A casa do prefeito da cidade, Jorge Alexandre Soares da Silva (PSDB), e do secretário de finanças, Emanuel Rei Martins dos Santos, também foram alvo da denominada Operação Black List. Os agentes buscaram documentos ainda em casas de donos de empresas relacionadas ao comércio de remédios no Grande Recife e na cidade de Carpina, na zona da mata do Estado. Uma das empresas é a Drogafonte, que distribui medicamentos e material hospitalar.

A ação da PF é acompanhada por 40 agentes da Agência Pernambucana de Vigilância Sanitária (Apevisa) e pela Controladoria Geral da União (CGU). As investigações tiveram início no ano passado.

O processo corre em segredo de Justiça no Tribunal Regional Federal da 5ª Região (TRF-5), no Recife. Por meio de nota, a Polícia Federal informou que está desautorizada de repassar informações sobre a operação.

 

COM A PALAVRA, O PREFEITO DE CAMARAGIBE, JORGE ALEXANDRE (PSDB)
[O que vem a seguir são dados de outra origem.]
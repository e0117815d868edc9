use crate::tests::pos;
use crate::{DEFAULT_POSITION, PositionAllocator};

use googletest::prelude::*;
use proptest::prelude::*;

#[test]
fn given_empty_scope_when_allocated_then_default_position() {
    let allocator = PositionAllocator::default();

    let key = allocator.allocate(None, None);

    assert_that!(key, some(eq(pos(DEFAULT_POSITION))));
}

#[test]
fn given_two_neighbours_when_allocated_then_midpoint() {
    let allocator = PositionAllocator::default();

    let key = allocator.allocate(Some(pos(1000.0)), Some(pos(2000.0)));

    assert_that!(key, some(eq(pos(1500.0))));
}

#[test]
fn given_only_next_when_allocated_then_one_below() {
    let allocator = PositionAllocator::default();

    let key = allocator.allocate(None, Some(pos(1000.0)));

    assert_that!(key, some(eq(pos(999.0))));
}

#[test]
fn given_only_prev_when_allocated_then_one_above() {
    let allocator = PositionAllocator::default();

    let key = allocator.allocate(Some(pos(3000.0)), None);

    assert_that!(key, some(eq(pos(3001.0))));
}

#[test]
fn given_equal_neighbours_when_allocated_then_none() {
    let allocator = PositionAllocator::default();

    let key = allocator.allocate(Some(pos(1000.0)), Some(pos(1000.0)));

    assert_that!(key, none());
}

#[test]
fn given_repeated_splits_when_allocated_then_precision_runs_out() {
    let allocator = PositionAllocator::default();
    let prev = pos(1000.0);
    let mut next = pos(2000.0);
    let mut splits = 0;

    while let Some(key) = allocator.allocate(Some(prev), Some(next)) {
        assert!(key > prev && key < next);
        next = key;
        splits += 1;
        assert!(splits < 200, "precision never ran out");
    }

    assert!(splits > 30);
}

#[test]
fn given_last_key_when_appended_then_one_step_above() {
    let allocator = PositionAllocator::default();

    assert_that!(allocator.append(None), some(eq(pos(1000.0))));
    assert_that!(allocator.append(Some(pos(4000.0))), some(eq(pos(5000.0))));
}

#[test]
fn given_custom_step_when_renumbered_then_evenly_spaced_from_step() {
    let allocator = PositionAllocator::new(1000.0, 10.0);

    let keys = allocator.renumber(3);

    let values: Vec<f64> = keys.iter().map(|k| k.value()).collect();
    assert_that!(values, eq(&vec![10.0, 20.0, 30.0]));
}

#[test]
fn given_zero_items_when_renumbered_then_empty() {
    let allocator = PositionAllocator::default();

    assert_that!(allocator.renumber(0), is_empty());
}

proptest! {
    #[test]
    fn given_distinct_neighbours_when_allocated_then_strictly_between(
        a in -1.0e9f64..1.0e9,
        gap in 1.0e-3f64..1.0e6,
    ) {
        let allocator = PositionAllocator::default();
        let prev = pos(a);
        let next = pos(a + gap);

        if let Some(key) = allocator.allocate(Some(prev), Some(next)) {
            prop_assert!(key > prev);
            prop_assert!(key < next);
        }
    }

    #[test]
    fn given_any_count_when_renumbered_then_strictly_increasing(count in 0usize..500) {
        let keys = PositionAllocator::default().renumber(count);

        prop_assert_eq!(keys.len(), count);
        prop_assert!(keys.windows(2).all(|pair| pair[0] < pair[1]));
    }
}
“Foi divulgado um desvio de R$ 100.000.000,00 (cem milhões de reais) na aquisição de medicamentos mediante fraudes em licitação.  É lamentável que se divulguem dados totalmente inverídicos. Desde 2013, ano em que assumi a Prefeitura, o total gasto com medicamentos e correlatos atingiu aproximadamente R$ 10.000.000,00 (dez milhões de reais), para abastecer 43 postos de saúde, 1 hospital, 2 centros médicos, uma maternidade, 1 centro de especialidades, 14 residências terapêuticas e uma unidade de acolhimento, 3 centros de atendimento psicossocial, 1 centro de especialidades odontológicas. O total gasto, nesses 3 anos e meio, representa um dispêndio de R$ 238.000,00 (duzentos e trinta e oito mil reais) por mês, muito distante do fictício valor divulgado.”

Documento

COM A PALAVRA, A DROGAFONTE

A Drogafonte esclarece que a Polícia Federal e a Vigilância Sanitária de Pernambuco estiveram na sede da empresa hoje, em busca de documentação referente a licitações junto à Prefeitura de Camaragibe. Toda documentação foi entregue à PF. A Vigilância Sanitária também fez vistoria e não encontrou nenhuma irregularidade.

A Drogafonte tem uma postura de mercado diferenciada e participa frequentemente em todas as esferas – municipal, estadual e federal. Por isso mesmo, é extremamente favorável a ações como esta da PF. A empresa entende que essas operações contribuem para a transparência no Poder Público e para boas práticas nos processos de licitações.